Position, align, and secure structural parts or related assemblies to boiler frames, tanks, or vats of pressure vessels, following blueprints.

AI: Partial - AI can plan alignment and use assisted positioning tools or jigs, yet precise on-site positioning and securing of large assemblies under changing conditions remain partly manual.

Install manholes, handholes, taps, tubes, valves, gauges, or feedwater connections in drums of water tube boilers, using hand tools.

AI: Partial - AI can guide and partially automate preparation and placement, but the fine manual installation and sealing of fittings in boilers are still predominantly performed by humans.

Bell, bead with power hammers, or weld pressure vessel tube ends to ensure leakproof joints.

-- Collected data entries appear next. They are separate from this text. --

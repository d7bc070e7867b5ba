/// Presentation state.
///
/// Everything the UI reads besides the session phase and the ledger:
/// progress counters, the live largest-files list, and the disk-usage panel.
/// Only [`crate::SessionController`] writes to it, and only after a
/// notification has passed admission.
use scanscope_core::engine::ScanSnapshot;
use scanscope_core::model::TopFiles;
use scanscope_core::usage::DiskOverview;

pub struct AppState {
    // ── Scan ───────────────────────────────────────────
    pub scanned_files: u64,
    pub scanned_bytes: u64,
    pub current_path: String,
    /// Largest files of the current session.
    pub top_files: TopFiles,
    /// Last user-visible failure (e.g. the engine refused to start).
    pub error_message: Option<String>,

    // ── Disk usage ─────────────────────────────────────
    /// Root the disk-usage panel describes.
    pub selected_path: String,
    /// Latest successful answer for `selected_path`.
    pub overview: Option<DiskOverview>,
    pub overview_loading: bool,
    pub overview_error: Option<String>,
}

impl AppState {
    /// Empty state with a largest-files list of `top_n` entries.
    pub fn new(top_n: usize) -> Self {
        Self {
            scanned_files: 0,
            scanned_bytes: 0,
            current_path: String::new(),
            top_files: TopFiles::with_capacity(top_n),
            error_message: None,
            selected_path: String::new(),
            overview: None,
            overview_loading: false,
            overview_error: None,
        }
    }

    /// Baseline for a freshly started scan of `root`.
    pub fn reset_for_scan(&mut self, root: &str) {
        self.scanned_files = 0;
        self.scanned_bytes = 0;
        self.current_path = root.to_string();
        self.top_files.clear();
        self.error_message = None;
    }

    /// Take over an admitted snapshot. No merging across snapshots.
    pub fn apply_snapshot(&mut self, snapshot: ScanSnapshot) {
        self.scanned_files = snapshot.scanned_files;
        self.scanned_bytes = snapshot.scanned_bytes;
        if !snapshot.current_path.is_empty() {
            self.current_path = snapshot.current_path;
        }
        self.top_files.apply_snapshot(snapshot.top_files);
    }

    /// Point the usage panel at `path`, dropping the previous root's figures.
    pub fn select_path(&mut self, path: &str) {
        self.selected_path = path.to_string();
        self.overview = None;
        self.overview_loading = false;
        self.overview_error = None;
    }
}

#[cfg(test)]
mod tests {
    use super::*;
    use scanscope_core::engine::SessionId;
    use scanscope_core::model::FileEntry;

    fn snapshot(files: u64, current: &str) -> ScanSnapshot {
        ScanSnapshot {
            session_id: SessionId(1),
            scanned_files: files,
            scanned_bytes: files * 100,
            current_path: current.to_string(),
            top_files: vec![FileEntry::new("/r/a", 300), FileEntry::new("/r/b", 200)],
        }
    }

    #[test]
    fn snapshot_replaces_counters_and_list() {
        let mut state = AppState::new(50);
        state.apply_snapshot(snapshot(10, "/r/sub"));
        assert_eq!(state.scanned_files, 10);
        assert_eq!(state.scanned_bytes, 1000);
        assert_eq!(state.current_path, "/r/sub");
        assert_eq!(state.top_files.len(), 2);
    }

    #[test]
    fn snapshot_without_current_path_keeps_previous() {
        let mut state = AppState::new(50);
        state.apply_snapshot(snapshot(1, "/r/sub"));
        state.apply_snapshot(snapshot(2, ""));
        assert_eq!(state.current_path, "/r/sub");
    }

    #[test]
    fn reset_returns_to_baseline() {
        let mut state = AppState::new(50);
        state.apply_snapshot(snapshot(10, "/r/sub"));
        state.error_message = Some("boom".into());
        state.reset_for_scan("/next");
        assert_eq!(state.scanned_files, 0);
        assert_eq!(state.scanned_bytes, 0);
        assert_eq!(state.current_path, "/next");
        assert!(state.top_files.is_empty());
        assert!(state.error_message.is_none());
    }

    #[test]
    fn selecting_path_clears_previous_overview() {
        let mut state = AppState::new(50);
        state.overview = Some(DiskOverview::from_space("/a", None, None, 10, 5));
        state.overview_error = Some("old".into());
        state.select_path("/b");
        assert_eq!(state.selected_path, "/b");
        assert!(state.overview.is_none());
        assert!(state.overview_error.is_none());
    }
}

AI: Partial - Welding and tube-end beading/belling are automatable in controlled shop environments, but field tube-end work and power-hammer operations for pressure vessels remain only partially automated.

Shape or fabricate parts, such as stacks, uptakes, or chutes, to adapt pressure vessels, heat exchangers, or piping to premises, using heavy-metalworking machines such as brakes, rolls, or drill presses.

AI: Partial - CNC and AI-driven metalworking can fully fabricate many parts in shops, but adapting complex shapes to specific premises and ad-hoc modifications generally require human skill in 2025.

Assemble large vessels in an on-site fabrication shop prior to installation to ensure proper fit.

AI: Partial - Robotic assembly and AI-guided tooling can assist and automate repetitive, controlled shop assembly steps, but on-site, bespoke fitting and adaptive adjustments still require skilled human workers.

Shape seams, joints, or irregular edges of pressure vessel sections or structural parts to attain specified fit of parts, using cutting torches, hammers, files, or metalworking machines.

AI: Partial - Shaping seams and irregular edges with torches, hammers and ad-hoc metalworking still requires skilled manual manipulation and judgment, though partial robotic/automated machining assistance exists.

Straighten or reshape bent pressure vessel plates or structure parts, using hammers, jacks, or torches.

AI: Partial - Straightening and reshaping bent plates require complex force control, localized heating and adaptive techniques that remain largely manual despite some robotic aids.

Install refractory bricks or other heat-resistant materials in fireboxes of pressure vessels.

AI: Partial - Installing refractory bricks in confined fireboxes requires fine placement, material handling and adaptation to irregular conditions, so only partial robotic assistance is available.

Clean pressure vessel equipment, using scrapers, wire brushes, and cleaning solvents.

AI: Partial - Cleaning pressure-vessel interiors can be automated in some repeatable settings, but variable geometries, residues, and access constraints mean human work is still commonly required.